Sephrenia le sonrió afectuosamente y luego miró con aire crítico a Kalten y a Sparhawk.
—Espero que ambos prestéis atención a sus palabras —dijo—. Un poco de caballerosidad no os perjudicaría en absoluto.
—Nunca he sido un experto diplomático —confesó Kalten.
—Ya había reparado en ello —observó Sephrenia—. Flauta —llamó después con tono cansado—, deja ese libro, por favor. Te he pedido muchas veces que no toques ninguno.
Unos días más tarde, llegaron cabalgando juntos sir Tynian y sir Ulath. Tynian era un jovial caballero alcione de Deira, el reino que se extendía al norte de Elenia. Su amplio rostro expresaba franqueza y amistad, y sus hombros y pecho lucían una poderosa musculatura, moldeada gracias a soportar la armadura deirana, la más pesada del mundo, durante muchos años. Encima de su compacta protección metálica llevaba una capa azul cielo. La estatura de Ulath, el fornido caballero genidio, era un palmo más elevada que la de Sparhawk. En lugar de armadura vestía una sencilla cota de malla, que cubría con una capa de color verde, y un simple yelmo cónico. Iba armado con un gran escudo redondo y una maciza hacha de guerra. El caballero genidio era un hombre reservado que hablaba en raras ocasiones. Sus rubios cabellos colgaban en dos trenzas sobre su espalda.
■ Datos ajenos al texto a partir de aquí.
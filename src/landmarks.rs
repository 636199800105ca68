//! Detector output as seen by the engine, and which landmark to track.

use crate::constants::{LEFT_EYE_OUTER, RIGHT_EYE_OUTER};
use crate::geometry::NormalizedPoint;
use serde::{Deserialize, Serialize};

/// One frame of detector output: zero or more faces, each an ordered list of
/// normalized landmarks
#[derive(Debug, Clone, Default, PartialEq, Serialize, Deserialize)]
pub struct DetectionResult {
    #[serde(default)]
    pub faces: Vec<Vec<NormalizedPoint>>,
}

impl DetectionResult {
    /// A frame with no faces
    #[must_use]
    pub const fn empty() -> Self {
        Self { faces: Vec::new() }
    }

    #[must_use]
    pub fn single_face(landmarks: Vec<NormalizedPoint>) -> Self {
        Self { faces: vec![landmarks] }
    }

    /// Landmark `index` of the first face, if present with finite coordinates
    #[must_use]
    pub fn landmark(&self, index: usize) -> Option<NormalizedPoint> {
        self.faces
            .first()?
            .get(index)
            .copied()
            .filter(|p| p.is_finite())
    }
}

/// Landmark the marker is anchored to
#[derive(Debug, Clone, Copy, PartialEq, Eq, Default, Serialize, Deserialize)]
#[serde(rename_all = "snake_case")]
pub enum LandmarkSelection {
    /// Outer corner of the left eye
    LeftEyeOuter,
    /// Outer corner of the right eye
    #[default]
    RightEyeOuter,
    /// Any face-mesh index
    Index(usize),
}

impl LandmarkSelection {
    #[must_use]
    pub const fn index(self) -> usize {
        match self {
            Self::LeftEyeOuter => LEFT_EYE_OUTER,
            Self::RightEyeOuter => RIGHT_EYE_OUTER,
            Self::Index(i) => i,
        }
    }

    /// Parse a CLI name: `left`, `right`, or a numeric index
    #[must_use]
    pub fn parse(name: &str) -> Option<Self> {
        match name.to_lowercase().as_str() {
            "left" | "left_eye_outer" => Some(Self::LeftEyeOuter),
            "right" | "right_eye_outer" => Some(Self::RightEyeOuter),
            other => other.parse().ok().map(Self::Index),
        }
    }
}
—Buenos días, caballeros —saludó Tynian a Sparhawk y a Kalten mientras desmontaba en el patio del castillo. Luego, los miró detenidamente—. Vos debéis de ser sir Sparhawk —apuntó—. Nuestro preceptor nos describió vuestra nariz desviada. —Le dedicó una sonrisa—. Os favorece, Sparhawk. No malogra en absoluto vuestra apostura.
—Voy a confraternizar con este hombre —afirmó Kalten.
—Vos tenéis que ser Kalten —añadió Tynian.
Después le tendió la mano, y Kalten la tomó sin advertir que el alcione ocultaba en su palma un ratón muerto. Con un juramento, Kalten retiró velozmente la mano mientras Tynian estallaba en carcajadas.
—Creo que también me unirá una buena relación con él —observó Sparhawk.
—Mi nombre es Tynian —se presentó el caballero alcione—. Mi silencioso acompañante es Ulath de Thalesia. Se reunió conmigo hace unos días. Desde entonces, no ha pronunciado más de diez palabras.
—Ya habláis vos lo suficiente —gruñó Ulath, al tiempo que descendía del caballo.
—Reconozco que esa verdad es irrefutable —admitió Tynian—. Tengo una debilidad especial por escuchar el sonido de mi propia voz.